Comment on attachment 437048 [details] Patch View in context: https://bugs.webkit.org/attachment.cgi?id=437048&action=review > Source/WebCore/page/Performance.cpp:61 > +constexpr Seconds highTimePrecision { 20_us }; So: ``` constexpr auto highTimeResolution { 20_us.seconds() }; constexpr auto lowTimeResolution { 1_ms.seconds() }; static bool shouldUseHighTimeResolution = false; ``` >> Source/WebCore/page/Performance.cpp:99 >> double reduced = std::floor(seconds.seconds() / resolution) * resolution; > > I still don't like the fact we'd be doing memory dependent math here now. > Can we instead if else two cases so that division is done with an immediate value (compile time constant)? And then: ``` double reduced; if (shouldUseHighTimeResolution) reduced = std::floor(seconds.seconds() / highTimeResolution) * highTimeResolution; else reduced = std::floor(seconds.seconds() / lowTimeResolution) * lowTimeResolution; ``` Is that it? Looks a bit weird.
Comment on attachment 437048 [details] Patch View in context: https://bugs.webkit.org/attachment.cgi?id=437048&action=review > Source/WebCore/page/Performance.cpp:103 > +void Performance::allowHighPrecisionTime() We could also assert that shouldUseHighTimeResolution was false before this change.
More like this: template <Seconds precision> Seconds reduceTimeToPrecision(Seconds seconds) { double resolution = precision.seconds(); double reduced = std::floor(seconds.seconds() / resolution) * resolution; return Seconds(reduced); } Seconds Performance::reduceTimeResolution(Seconds seconds) { return s_highPrecisionTimeIsAllowed ? reduceTimeToPrecision<20_us>(reseconds) : reduceTimeToPrecision<1000_us>(reseconds); }
Is this a real difference? Is there a guarantee the compiler will generate more secure code if we do it this way?

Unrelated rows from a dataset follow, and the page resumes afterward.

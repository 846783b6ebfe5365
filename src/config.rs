//! Optional defaults file at `<config_dir>/study-timer/config.json`.
//!
//! Every field is optional; command-line flags take precedence.

use crate::cue::CueKind;
use anyhow::{Context, Result};
use serde::{Deserialize, Serialize};
use std::path::{Path, PathBuf};
use std::time::Duration;

#[derive(Debug, Clone, Default, PartialEq, Serialize, Deserialize)]
#[serde(default)]
pub struct FileConfig {
    #[serde(with = "humantime_serde")]
    pub work: Option<Duration>,
    #[serde(rename = "break", with = "humantime_serde")]
    pub break_duration: Option<Duration>,
    pub title: Option<String>,
    pub session_type: Option<String>,
    pub cue: Option<CueKind>,
    pub cue_command: Option<String>,
}

pub fn default_path() -> Option<PathBuf> {
    dirs::config_dir().map(|d| d.join("study-timer").join("config.json"))
}

/// Load `path`, or the default location when `None`. A missing file yields defaults.
pub fn load(path: Option<&Path>) -> Result<FileConfig> {
    let path = match path {
        Some(p) => p.to_path_buf(),
        None => match default_path() {
            Some(p) => p,
            None => return Ok(FileConfig::default()),
        },
    };
    if !path.exists() {
        return Ok(FileConfig::default());
    }
    let text =
        std::fs::read_to_string(&path).with_context(|| format!("read {}", path.display()))?;
    serde_json::from_str(&text).with_context(|| format!("parse {}", path.display()))
}

#[cfg(test)]
mod tests {
    use super::*;

    #[test]
    fn missing_file_is_default() {
        let dir = tempfile::tempdir().unwrap();
        let cfg = load(Some(&dir.path().join("absent.json"))).unwrap();
        assert_eq!(cfg, FileConfig::default());
    }

    #[test]
    fn parses_humantime_durations() {
        let dir = tempfile::tempdir().unwrap();
        let path = dir.path().join("config.json");
        std::fs::write(
            &path,
            r#"{"work": "50m", "break": "10m", "session_type": "Reading", "cue": "command", "cue_command": "paplay /tmp/ding.wav"}"#,
        )
        .unwrap();
        let cfg = load(Some(&path)).unwrap();
        assert_eq!(cfg.work, Some(Duration::from_secs(50 * 60)));
        assert_eq!(cfg.break_duration, Some(Duration::from_secs(600)));
        assert_eq!(cfg.session_type.as_deref(), Some("Reading"));
        assert_eq!(cfg.cue, Some(CueKind::Command));
        assert_eq!(cfg.title, None);
    }

    #[test]
    fn malformed_file_is_an_error() {
        let dir = tempfile::tempdir().unwrap();
        let path = dir.path().join("config.json");
        std::fs::write(&path, "{ work: ").unwrap();
        let err = load(Some(&path)).unwrap_err();
        assert!(format!("{err:#}").contains("parse"));
    }
}
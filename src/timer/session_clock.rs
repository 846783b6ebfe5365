use std::time::SystemTime;

/// Counts whole seconds since a session started.
///
/// Advances only when [`SessionClock::tick`] is called. Ticks are never
/// coalesced: a late tick still adds exactly one second, so the count can
/// drift behind wall time under load.
#[derive(Debug, Clone)]
pub struct SessionClock {
    elapsed_seconds: u64,
    running: bool,
    started_at: Option<SystemTime>,
}

impl Default for SessionClock {
    fn default() -> Self {
        Self::new()
    }
}

impl SessionClock {
    pub fn new() -> Self {
        Self {
            elapsed_seconds: 0,
            running: false,
            started_at: None,
        }
    }

    /// Reset to zero and start counting. Callers guard against double starts.
    pub fn start(&mut self) {
        self.elapsed_seconds = 0;
        self.running = true;
        self.started_at = Some(SystemTime::now());
    }

    pub fn tick(&mut self) {
        if self.running {
            self.elapsed_seconds += 1;
        }
    }

    /// Halt; the last count stays readable.
    pub fn stop(&mut self) {
        self.running = false;
    }

    pub fn elapsed_seconds(&self) -> u64 {
        self.elapsed_seconds
    }

    pub fn is_running(&self) -> bool {
        self.running
    }

    pub fn started_at(&self) -> Option<SystemTime> {
        self.started_at
    }
}

#[cfg(test)]
mod tests {
    use super::*;

    #[test]
    fn counts_exactly_one_second_per_tick() {
        for n in [0u64, 1, 59, 60, 3601] {
            let mut clock = SessionClock::new();
            clock.start();
            for _ in 0..n {
                clock.tick();
            }
            assert_eq!(clock.elapsed_seconds(), n);
        }
    }

    #[test]
    fn stop_keeps_last_value_and_ignores_further_ticks() {
        let mut clock = SessionClock::new();
        clock.start();
        clock.tick();
        clock.tick();
        clock.stop();
        clock.tick();
        assert!(!clock.is_running());
        assert_eq!(clock.elapsed_seconds(), 2);
    }

    #[test]
    fn restart_resets_count() {
        let mut clock = SessionClock::new();
        clock.start();
        clock.tick();
        clock.stop();
        clock.start();
        assert_eq!(clock.elapsed_seconds(), 0);
        assert!(clock.started_at().is_some());
    }
}
mod cli;
mod config;
mod cue;
mod error;
mod format;
mod logging;
mod metrics;
mod model;
mod orchestrator;
mod storage;
mod text_summary;
mod timer;
#[cfg(feature = "tui")]
mod tui;

use anyhow::Result;
use clap::Parser;

#[tokio::main]
async fn main() -> Result<()> {
    let args = cli::Cli::parse();
    let is_non_tui = args.json || args.text;

    cli::run(args).await?;

    // Leave promptly in headless modes; a cue may still be playing on the blocking pool.
    if is_non_tui {
        std::process::exit(0);
    }
    Ok(())
}
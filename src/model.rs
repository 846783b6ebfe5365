use crate::timer::{PomodoroConfig, PomodoroMode};
use serde::{Deserialize, Serialize};
use std::time::Duration;

pub const PREDEFINED_DISTRACTIONS: [&str; 5] = [
    "Social Media",
    "Messaging",
    "Emails",
    "Loud Noises",
    "People",
];

pub const DEFAULT_FOCUS_SCORE: u8 = 5;

#[derive(Debug, Clone, Serialize, Deserialize)]
pub struct SessionConfig {
    pub details: SessionDetails,
    /// Pomodoro lengths used when a session starts in Pomodoro mode.
    pub pomodoro: PomodoroConfig,
    /// Start in Pomodoro mode when the session launches without an explicit choice.
    pub pomodoro_by_default: bool,
    #[serde(with = "humantime_serde")]
    pub tick_interval: Duration,
    pub start_on_launch: bool,
}

/// What the user is studying. Subject and session type are required to start.
#[derive(Debug, Clone, Default, PartialEq, Serialize, Deserialize)]
pub struct SessionDetails {
    pub title: String,
    pub session_type: String,
    #[serde(default)]
    pub plan: Option<String>,
}

/// Post-session answers collected while confirming.
#[derive(Debug, Clone, PartialEq, Serialize, Deserialize)]
pub struct Reflection {
    #[serde(default)]
    pub reflection: Option<String>,
    pub focus_score: u8,
    #[serde(default)]
    pub distractions: Vec<String>,
}

impl Default for Reflection {
    fn default() -> Self {
        Self {
            reflection: None,
            focus_score: DEFAULT_FOCUS_SCORE,
            distractions: Vec::new(),
        }
    }
}

impl Reflection {
    /// Add the distraction if absent, remove it otherwise.
    pub fn toggle_distraction(&mut self, label: &str) {
        if let Some(pos) = self.distractions.iter().position(|d| d == label) {
            self.distractions.remove(pos);
        } else {
            self.distractions.push(label.to_string());
        }
    }
}

#[derive(Debug, Clone, Copy, PartialEq, Eq, Serialize, Deserialize)]
pub enum Stage {
    Idle,
    Recording,
    Confirming,
}

#[derive(Debug, Clone, Copy, PartialEq, Eq, Serialize, Deserialize)]
pub struct PomodoroSnapshot {
    pub mode: PomodoroMode,
    pub segment_remaining_seconds: u64,
    pub segment_total_seconds: u64,
    pub boundaries_crossed: u64,
}

/// Display reading emitted on every tick.
#[derive(Debug, Clone, Copy, PartialEq, Eq, Serialize, Deserialize)]
pub struct TimerSnapshot {
    pub elapsed_seconds: u64,
    pub running: bool,
    pub pomodoro: Option<PomodoroSnapshot>,
}

#[derive(Debug, Clone, Serialize, Deserialize)]
pub enum TimerEvent {
    StageChanged {
        stage: Stage,
    },
    SessionStarted {
        details: SessionDetails,
        pomodoro: Option<PomodoroConfig>,
    },
    Tick(TimerSnapshot),
    SegmentBoundary {
        entered: PomodoroMode,
        elapsed_seconds: u64,
    },
    /// Stopped and awaiting save or discard.
    SessionStopped {
        // Boxed to keep TimerEvent small; the draft carries several strings.
        draft: Box<SessionRecord>,
    },
    SessionSaved {
        record: Box<SessionRecord>,
    },
    SessionDiscarded,
    Info(InfoEvent),
}

/// Structured info events emitted by the controller and consumed by UI/CLI layers.
#[derive(Debug, Clone, Serialize, Deserialize)]
pub enum InfoEvent {
    Rejected(String),
    PomodoroConfigured { work_seconds: u64, break_seconds: u64 },
}

impl InfoEvent {
    pub fn to_message(&self) -> String {
        match self {
            InfoEvent::Rejected(reason) => format!("Cannot do that: {reason}"),
            InfoEvent::PomodoroConfigured {
                work_seconds,
                break_seconds,
            } => format!(
                "Pomodoro set to {} work / {} break",
                crate::format::format_duration(*work_seconds),
                crate::format::format_duration(*break_seconds)
            ),
        }
    }
}

/// Immutable result of one session, handed to persistence.
#[derive(Debug, Clone, PartialEq, Serialize, Deserialize)]
pub struct SessionRecord {
    pub session_id: String,
    #[serde(default)]
    pub timestamp_utc: String,
    pub title: String,
    pub session_type: String,
    #[serde(default)]
    pub plan: Option<String>,
    #[serde(default)]
    pub reflection: Option<String>,
    pub focus_score: u8,
    #[serde(default)]
    pub distractions: Vec<String>,
    pub started_at_utc: String,
    pub ended_at_utc: String,
    pub duration_seconds: u64,
    pub is_pomodoro: bool,
    #[serde(default)]
    pub work_seconds: Option<u64>,
    #[serde(default)]
    pub break_seconds: Option<u64>,
    #[serde(default)]
    pub segments_completed: u64,
}

impl SessionRecord {
    pub fn apply_reflection(&mut self, r: &Reflection) {
        self.reflection = r.reflection.clone();
        self.focus_score = r.focus_score;
        self.distractions = r.distractions.clone();
    }
}
use crate::error::TimerError;
use serde::{Deserialize, Serialize};
use std::time::Duration;

pub const DEFAULT_WORK_SECONDS: u64 = 25 * 60;
pub const DEFAULT_BREAK_SECONDS: u64 = 5 * 60;

#[derive(Debug, Clone, Copy, PartialEq, Eq, Serialize, Deserialize)]
pub enum PomodoroMode {
    Work,
    Break,
}

impl PomodoroMode {
    pub fn flipped(self) -> Self {
        match self {
            PomodoroMode::Work => PomodoroMode::Break,
            PomodoroMode::Break => PomodoroMode::Work,
        }
    }

    pub fn label(self) -> &'static str {
        match self {
            PomodoroMode::Work => "Work",
            PomodoroMode::Break => "Break",
        }
    }
}

/// Result of one tick, inspected by the owner to decide whether to play the cue.
#[derive(Debug, Clone, Copy, PartialEq, Eq)]
pub enum TickOutcome {
    Continued,
    SegmentBoundaryCrossed { entered: PomodoroMode },
}

/// Validated work/break lengths, fixed for one Pomodoro run.
#[derive(Debug, Clone, Copy, PartialEq, Eq, Serialize, Deserialize)]
pub struct PomodoroConfig {
    work_seconds: u64,
    break_seconds: u64,
}

impl Default for PomodoroConfig {
    fn default() -> Self {
        Self {
            work_seconds: DEFAULT_WORK_SECONDS,
            break_seconds: DEFAULT_BREAK_SECONDS,
        }
    }
}

impl PomodoroConfig {
    pub fn new(work_seconds: u64, break_seconds: u64) -> Result<Self, TimerError> {
        if work_seconds == 0 {
            return Err(TimerError::InvalidDuration {
                segment: PomodoroMode::Work,
                seconds: work_seconds,
            });
        }
        if break_seconds == 0 {
            return Err(TimerError::InvalidDuration {
                segment: PomodoroMode::Break,
                seconds: break_seconds,
            });
        }
        Ok(Self {
            work_seconds,
            break_seconds,
        })
    }

    /// Sub-second precision is dropped; anything shorter than a second is rejected.
    pub fn from_durations(work: Duration, brk: Duration) -> Result<Self, TimerError> {
        Self::new(work.as_secs(), brk.as_secs())
    }

    pub fn work_seconds(&self) -> u64 {
        self.work_seconds
    }

    pub fn break_seconds(&self) -> u64 {
        self.break_seconds
    }

    pub fn duration_of(&self, mode: PomodoroMode) -> u64 {
        match mode {
            PomodoroMode::Work => self.work_seconds,
            PomodoroMode::Break => self.break_seconds,
        }
    }
}

/// Countdown layered over the session clock, alternating work and break
/// segments until stopped.
#[derive(Debug, Clone)]
pub struct PomodoroController {
    config: PomodoroConfig,
    mode: PomodoroMode,
    segment_remaining_seconds: u64,
    active: bool,
    boundaries_crossed: u64,
}

impl PomodoroController {
    pub fn new(config: PomodoroConfig) -> Self {
        Self {
            config,
            mode: PomodoroMode::Work,
            segment_remaining_seconds: config.work_seconds,
            active: false,
            boundaries_crossed: 0,
        }
    }

    /// Replace segment lengths. Only meaningful before `start`.
    pub fn configure(&mut self, work_seconds: u64, break_seconds: u64) -> Result<(), TimerError> {
        self.config = PomodoroConfig::new(work_seconds, break_seconds)?;
        self.segment_remaining_seconds = self.config.duration_of(self.mode);
        Ok(())
    }

    pub fn start(&mut self) {
        self.mode = PomodoroMode::Work;
        self.segment_remaining_seconds = self.config.work_seconds;
        self.boundaries_crossed = 0;
        self.active = true;
    }

    /// Advance one second. A segment flips on the tick that would take the
    /// countdown to zero, so a displayed remaining time of 0 never appears.
    pub fn tick(&mut self) -> TickOutcome {
        if !self.active {
            return TickOutcome::Continued;
        }
        if self.segment_remaining_seconds > 1 {
            self.segment_remaining_seconds -= 1;
            return TickOutcome::Continued;
        }
        self.mode = self.mode.flipped();
        self.segment_remaining_seconds = self.config.duration_of(self.mode);
        self.boundaries_crossed += 1;
        TickOutcome::SegmentBoundaryCrossed { entered: self.mode }
    }

    pub fn stop(&mut self) {
        self.active = false;
    }

    pub fn mode(&self) -> PomodoroMode {
        self.mode
    }

    pub fn segment_remaining_seconds(&self) -> u64 {
        self.segment_remaining_seconds
    }

    pub fn segment_total_seconds(&self) -> u64 {
        self.config.duration_of(self.mode)
    }

    pub fn config(&self) -> PomodoroConfig {
        self.config
    }

    pub fn boundaries_crossed(&self) -> u64 {
        self.boundaries_crossed
    }
}

#[cfg(test)]
mod tests {
    use super::*;

    fn started(work: u64, brk: u64) -> PomodoroController {
        let mut p = PomodoroController::new(PomodoroConfig::new(work, brk).unwrap());
        p.start();
        p
    }

    #[test]
    fn rejects_non_positive_durations() {
        assert!(matches!(
            PomodoroConfig::new(0, 5),
            Err(TimerError::InvalidDuration {
                segment: PomodoroMode::Work,
                ..
            })
        ));
        assert!(matches!(
            PomodoroConfig::new(5, 0),
            Err(TimerError::InvalidDuration {
                segment: PomodoroMode::Break,
                ..
            })
        ));
        let mut p = PomodoroController::new(PomodoroConfig::default());
        assert!(p.configure(0, 1).is_err());
        assert_eq!(p.config(), PomodoroConfig::default());
    }

    #[test]
    fn sub_second_durations_are_rejected() {
        assert!(
            PomodoroConfig::from_durations(Duration::from_millis(500), Duration::from_secs(1))
                .is_err()
        );
    }

    #[test]
    fn start_enters_work_with_full_segment() {
        let p = started(3, 2);
        assert_eq!(p.mode(), PomodoroMode::Work);
        assert_eq!(p.segment_remaining_seconds(), 3);
    }

    #[test]
    fn flips_work_to_break_and_back() {
        let mut p = started(3, 2);
        assert_eq!(p.tick(), TickOutcome::Continued);
        assert_eq!(p.tick(), TickOutcome::Continued);
        assert_eq!(
            p.tick(),
            TickOutcome::SegmentBoundaryCrossed {
                entered: PomodoroMode::Break
            }
        );
        assert_eq!(p.mode(), PomodoroMode::Break);
        assert_eq!(p.segment_remaining_seconds(), 2);

        assert_eq!(p.tick(), TickOutcome::Continued);
        assert_eq!(
            p.tick(),
            TickOutcome::SegmentBoundaryCrossed {
                entered: PomodoroMode::Work
            }
        );
        assert_eq!(p.mode(), PomodoroMode::Work);
        assert_eq!(p.segment_remaining_seconds(), 3);
        assert_eq!(p.boundaries_crossed(), 2);
    }

    #[test]
    fn remaining_stays_within_segment_bounds() {
        let mut p = started(4, 1);
        for _ in 0..500 {
            p.tick();
            let remaining = p.segment_remaining_seconds();
            assert!(remaining >= 1);
            assert!(remaining <= p.segment_total_seconds());
        }
    }

    #[test]
    fn one_second_segments_flip_every_tick() {
        let mut p = started(1, 1);
        for i in 0..6 {
            assert!(matches!(
                p.tick(),
                TickOutcome::SegmentBoundaryCrossed { .. }
            ));
            assert_eq!(p.boundaries_crossed(), i + 1);
        }
    }

    #[test]
    fn boundary_count_over_full_cycles() {
        let mut p = started(3, 2);
        let boundaries = (0..25)
            .filter(|_| p.tick() != TickOutcome::Continued)
            .count();
        // 25 ticks = five full 3+2 cycles.
        assert_eq!(boundaries, 10);
        assert_eq!(p.mode(), PomodoroMode::Work);
    }

    #[test]
    fn inactive_controller_does_not_count_down() {
        let mut p = PomodoroController::new(PomodoroConfig::new(3, 2).unwrap());
        assert_eq!(p.tick(), TickOutcome::Continued);
        assert_eq!(p.segment_remaining_seconds(), 3);
        p.start();
        p.stop();
        p.tick();
        assert_eq!(p.segment_remaining_seconds(), 3);
    }
}
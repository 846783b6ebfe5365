use ratatui::{
    layout::Rect,
    style::Color,
    style::Style,
    text::{Line, Span},
    widgets::{Block, Borders, Clear, Paragraph},
    Frame,
};

fn key_line(key: &str, pad: usize, what: &str) -> Line<'static> {
    Line::from(vec![
        Span::raw("  "),
        Span::styled(key.to_string(), Style::default().fg(Color::Magenta)),
        Span::raw(format!("{}{}", " ".repeat(pad.saturating_sub(key.chars().count())), what)),
    ])
}

pub fn draw_help(area: Rect, f: &mut Frame) {
    const PAD: usize = 12;
    let p = Paragraph::new(vec![
        Line::from("Keybinds:"),
        key_line("q / Ctrl-C", PAD, "Quit"),
        key_line("tab", PAD, "Switch tabs"),
        key_line("?", PAD, "Show this help"),
        Line::from(""),
        Line::from("Before a session:"),
        key_line("s", PAD, "Start recording"),
        key_line("p", PAD, "Toggle Pomodoro mode"),
        key_line("w / W", PAD, "Work length +1 / -1 min"),
        key_line("b / B", PAD, "Break length +1 / -1 min"),
        key_line("t", PAD, "Edit subject"),
        key_line("y", PAD, "Edit session type"),
        key_line("l", PAD, "Edit plan"),
        Line::from(""),
        Line::from("While recording:"),
        key_line("x", PAD, "Stop"),
        key_line("d", PAD, "Discard"),
        Line::from(""),
        Line::from("After stopping:"),
        key_line("enter", PAD, "Save"),
        key_line("+ / -", PAD, "Focus score"),
        key_line("←/→", PAD, "Pick distraction"),
        key_line("space", PAD, "Toggle distraction"),
        key_line("f", PAD, "Edit reflection"),
        key_line("a", PAD, "Toggle auto-save"),
        key_line("d", PAD, "Discard"),
        Line::from(""),
        Line::from("History tab:"),
        key_line("↑/↓ or j/k", PAD, "Navigate"),
        key_line("e", PAD, "Export selected as JSON"),
        key_line("c", PAD, "Export selected as CSV"),
        key_line("D", PAD, "Delete selected"),
        key_line("r", PAD, "Refresh history"),
    ])
    .block(Block::default().borders(Borders::ALL).title("Help"));
    f.render_widget(Clear, area);
    f.render_widget(p, area);
}
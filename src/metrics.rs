use crate::model::SessionRecord;

/// Compute (mean, median, 25th percentile, 75th percentile) from samples
pub fn compute_metrics(samples: &[f64]) -> Option<(f64, f64, f64, f64)> {
    if samples.is_empty() {
        return None;
    }
    let mut sorted = samples.to_vec();
    sorted.sort_by(|a, b| a.partial_cmp(b).unwrap_or(std::cmp::Ordering::Equal));
    let n = sorted.len();
    let mean = samples.iter().sum::<f64>() / n as f64;
    let median = sorted[n / 2];
    let p25 = sorted[n / 4];
    let p75 = sorted[3 * n / 4];
    Some((mean, median, p25, p75))
}

/// Aggregate view over saved sessions.
#[derive(Debug, Clone, Default, PartialEq)]
pub struct HistorySummary {
    pub sessions: usize,
    pub total_seconds: u64,
    pub pomodoro_sessions: usize,
    pub mean_seconds: Option<f64>,
    pub median_seconds: Option<f64>,
    pub mean_focus: Option<f64>,
}

pub fn summarize_history(history: &[SessionRecord]) -> HistorySummary {
    let durations: Vec<f64> = history.iter().map(|r| r.duration_seconds as f64).collect();
    let focus: Vec<f64> = history.iter().map(|r| r.focus_score as f64).collect();
    let metrics = compute_metrics(&durations);
    HistorySummary {
        sessions: history.len(),
        total_seconds: history.iter().map(|r| r.duration_seconds).sum(),
        pomodoro_sessions: history.iter().filter(|r| r.is_pomodoro).count(),
        mean_seconds: metrics.map(|m| m.0),
        median_seconds: metrics.map(|m| m.1),
        mean_focus: compute_metrics(&focus).map(|m| m.0),
    }
}

#[cfg(test)]
mod tests {
    use super::*;

    fn rec(secs: u64, pomodoro: bool, focus: u8) -> SessionRecord {
        SessionRecord {
            session_id: "x".into(),
            timestamp_utc: String::new(),
            title: "Physics".into(),
            session_type: "Quiz".into(),
            plan: None,
            reflection: None,
            focus_score: focus,
            distractions: Vec::new(),
            started_at_utc: String::new(),
            ended_at_utc: String::new(),
            duration_seconds: secs,
            is_pomodoro: pomodoro,
            work_seconds: None,
            break_seconds: None,
            segments_completed: 0,
        }
    }

    #[test]
    fn empty_history_has_no_averages() {
        let s = summarize_history(&[]);
        assert_eq!(s.sessions, 0);
        assert_eq!(s.mean_seconds, None);
        assert_eq!(compute_metrics(&[]), None);
    }

    #[test]
    fn summary_totals() {
        let s = summarize_history(&[rec(60, true, 4), rec(120, false, 6), rec(300, true, 8)]);
        assert_eq!(s.sessions, 3);
        assert_eq!(s.total_seconds, 480);
        assert_eq!(s.pomodoro_sessions, 2);
        assert_eq!(s.mean_seconds, Some(160.0));
        assert_eq!(s.median_seconds, Some(120.0));
        assert_eq!(s.mean_focus, Some(6.0));
    }
}
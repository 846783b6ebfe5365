use crate::config::FileConfig;
use crate::cue::{self, CueKind, CuePlayer};
use crate::model::{InfoEvent, Reflection, SessionConfig, SessionDetails, SessionRecord, TimerEvent};
use crate::orchestrator::{self, UiCommand};
use crate::timer::{PomodoroConfig, DEFAULT_BREAK_SECONDS, DEFAULT_WORK_SECONDS};
use anyhow::{Context, Result};
use clap::Parser;
use std::io::Write;
use std::sync::Arc;
use std::time::Duration;
use tokio::sync::mpsc;

/// How many saved sessions to load for history views and summaries.
pub(crate) const HISTORY_LOAD: usize = 200;

/// Output line routing for stdout/stderr writer.
enum OutputLine {
    Stdout(String),
    Stderr(String),
}

/// Spawn a blocking writer for stdout/stderr to avoid blocking async tasks.
fn spawn_output_writer() -> (
    mpsc::UnboundedSender<OutputLine>,
    tokio::task::JoinHandle<()>,
) {
    let (tx, mut rx) = mpsc::unbounded_channel::<OutputLine>();
    let handle = tokio::task::spawn_blocking(move || {
        let stdout = std::io::stdout();
        let mut out = std::io::LineWriter::new(stdout.lock());

        while let Some(line) = rx.blocking_recv() {
            match line {
                OutputLine::Stdout(msg) => {
                    let _ = writeln!(out, "{}", msg);
                }
                OutputLine::Stderr(msg) => {
                    // Lock per line: the tracing subscriber writes to stderr too.
                    let _ = writeln!(std::io::stderr().lock(), "{}", msg);
                }
            }
        }

        let _ = out.flush();
    });
    (tx, handle)
}
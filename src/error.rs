use crate::timer::PomodoroMode;
use thiserror::Error;

/// Errors raised while configuring or starting a session.
#[derive(Error, Debug, Clone, PartialEq, Eq)]
pub enum TimerError {
    #[error("{} duration must be at least one second (got {seconds}s)", .segment.label())]
    InvalidDuration { segment: PomodoroMode, seconds: u64 },

    #[error("please set a {0} before starting")]
    MissingDetail(&'static str),

    #[error("a session is already being recorded")]
    AlreadyRecording,

    #[error("no session is being recorded")]
    NotRecording,

    #[error("no stopped session is awaiting confirmation")]
    NothingToConfirm,

    #[error("save or discard the stopped session first")]
    AwaitingConfirmation,

    #[error("focus score must be between 1 and 10 (got {0})")]
    InvalidFocusScore(u8),
}

/// Audible cue could not be played. Logged by the caller, never propagated.
#[derive(Error, Debug)]
pub enum CueError {
    #[error("audio output not available: {0}")]
    OutputUnavailable(#[from] std::io::Error),

    #[error("cue command exited with {0}")]
    CommandFailed(std::process::ExitStatus),
}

(In reply to Darin Adler from comment #28) > Is this a real difference? Is there a guarantee the compiler will generate > more secure code if we do it this way? Oh, I'm not concerned about security. I'm rather concerned of the performance implication on relying on a non-local/stack memory value to do computation. Having a memory load dependent branch is a lot cheaper because of the branch predictor in CPU.
(In reply to Ryosuke Niwa from comment #27) > More like this: > > template <Seconds precision> Seconds reduceTimeToPrecision(Seconds seconds) > { > double resolution = precision.seconds(); > double reduced = std::floor(seconds.seconds() / resolution) * resolution; > return Seconds(reduced); > } I don't think we can use Seconds as template parameter until C++20, at least that's what the compiler tells me.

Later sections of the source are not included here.